The restriction of your access to the cash for a certain period might seem harsh. However, there are many bonuses to such a practice that cannot be provided by regular accounts. Once you give your funds to a financial institution or a bank for several months or years, you will receive much higher bonuses and interest rates.

Different Ways to Lock Your Funds

Term Deposit

This type of financial arrangement allows earning a definite amount of profit on your initial lump sum in a relatively short time. For example, you can leave your money in a bank from one month up to five years. A bank such as ING Australia gives you a guaranteed amount of the profit during this period. You do not have to worry about the fluctuations of the exchange rate.

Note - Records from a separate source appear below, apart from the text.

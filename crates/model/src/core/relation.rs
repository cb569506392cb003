use crate::core::value::Value;
use serde::{Deserialize, Serialize};
use std::{cmp::Ordering, fmt};

/// Generic binary relation between a stored column value and an operand.
///
/// This is the query layer's view of a comparison. It is independent of the
/// textual operator a user typed and of any particular SQL dialect.
#[derive(Debug, Clone, Copy, PartialEq, Eq, Hash, Serialize, Deserialize)]
#[serde(rename_all = "snake_case")]
pub enum BinaryRelation {
    Equal,
    NotEqual,
    GreaterThan,
    LessThan,
    CaseInsensitiveLike,
    NotCaseInsensitiveLike,
    /// Array column contains every element of the operand.
    Contains,
    NotContains,
    /// Scalar column is one of the operand's elements.
    In,
    NotIn,
}

impl BinaryRelation {
    pub fn is_negated(self) -> bool {
        matches!(
            self,
            BinaryRelation::NotEqual
                | BinaryRelation::NotCaseInsensitiveLike
                | BinaryRelation::NotContains
                | BinaryRelation::NotIn
        )
    }

    /// Evaluates `stored <relation> operand` in memory.
    ///
    /// Follows SQL's treatment of NULL: a null stored value never matches,
    /// negated relations included.
    pub fn evaluate(self, stored: &Value, operand: &Value) -> bool {
        if stored.is_null() {
            return false;
        }

        match self {
            BinaryRelation::Equal => stored.equal(operand),
            BinaryRelation::NotEqual => {
                stored.compare(operand).is_some() && !stored.equal(operand)
            }
            BinaryRelation::GreaterThan => stored.compare(operand) == Some(Ordering::Greater),
            BinaryRelation::LessThan => stored.compare(operand) == Some(Ordering::Less),
            BinaryRelation::CaseInsensitiveLike => match (stored, operand) {
                (Value::String(s), Value::String(o)) => s.to_lowercase() == o.to_lowercase(),
                _ => false,
            },
            BinaryRelation::NotCaseInsensitiveLike => match (stored, operand) {
                (Value::String(s), Value::String(o)) => s.to_lowercase() != o.to_lowercase(),
                _ => false,
            },
            BinaryRelation::Contains => contains(stored, operand).unwrap_or(false),
            BinaryRelation::NotContains => contains(stored, operand).is_some_and(|hit| !hit),
            BinaryRelation::In => member_of(stored, operand).unwrap_or(false),
            BinaryRelation::NotIn => member_of(stored, operand).is_some_and(|hit| !hit),
        }
    }
}

fn contains(stored: &Value, operand: &Value) -> Option<bool> {
    let haystack = stored.as_array()?;
    let found = match operand {
        Value::StringArray(needles) => needles.iter().all(|n| haystack.contains(n)),
        Value::String(needle) => haystack.contains(needle),
        _ => return None,
    };
    Some(found)
}

fn member_of(stored: &Value, operand: &Value) -> Option<bool> {
    let candidates = operand.as_array()?;
    let Value::String(s) = stored else {
        return None;
    };
    Some(candidates.contains(s))
}

impl fmt::Display for BinaryRelation {
    fn fmt(&self, f: &mut fmt::Formatter<'_>) -> fmt::Result {
        match self {
            BinaryRelation::Equal => write!(f, "="),
            BinaryRelation::NotEqual => write!(f, "!="),
            BinaryRelation::GreaterThan => write!(f, ">"),
            BinaryRelation::LessThan => write!(f, "<"),
            BinaryRelation::CaseInsensitiveLike => write!(f, "ILIKE"),
            BinaryRelation::NotCaseInsensitiveLike => write!(f, "NOT ILIKE"),
            BinaryRelation::Contains => write!(f, "@>"),
            BinaryRelation::NotContains => write!(f, "NOT @>"),
            BinaryRelation::In => write!(f, "IN"),
            BinaryRelation::NotIn => write!(f, "NOT IN"),
        }
    }
}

Superannuation Voluntary Contribution

While you are already receiving money from your employer as extra super contribution, you can add some of yours. These extra funds will not be available until you retire according to your preservation age. Superannuation voluntary contributions provide numerous advantages in terms of taxation according to Australian law.

Notice Savings Account

In order to withdraw money from your notice savings account, you will have to notify the bank beforehand. Normally, this period lasts from 31 to 90 days. The notice account offers higher interest rates in comparison with normal transactional ones, but you have some flexibility as well.

Advantages of Such Financial Arrangements

Highly Competitive Interest Rates

The reason why your interest rates will become higher is due to the fact that the bank will be sure that they can count on your money. Since you committed your cash in advance, the bank has a guarantee that they can give your money to another customer.

Saving Forcefully

Some people spend a lot of money on unnecessary items due to their poor self-control. In such cases, limiting yourself from accessing the money will lead to the continuous growth of the savings.

Tax Advantages

As already mentioned above, extra superannuation contributions allow you to receive considerable tax benefits. Your marginal income tax rate will normally be higher than the concessional super contribution.

Potential Disadvantages of Limiting Yourself

Lack of Flexibility in Case of Emergency

You will not be able to withdraw your money right away in case of some problems. For instance, you might have an urgent need for money for car repair or any other unforeseen expenses.

Early Withdrawal Penalty Fee

In case if you will urgently need to withdraw money prior to the date of the expiration of the term deposit, you will have to pay for it.

Missed Opportunity

Interest rates might vary very frequently. While locking the money into a certain period of time, you will risk missing the opportunity to receive higher rates from your bank. During this period, your interest rate stays low while you are not free to use it elsewhere.

How to Make the Right Decision

Whether you need to lock your money into investments or keep them for emergency usage depends on your individual situation. It will make sense to open a term deposit or to make extra voluntary super contributions if you already have an emergency fund. It is important to consider the upcoming costs and consult a financial advisor about the amount of money you can afford to set apart.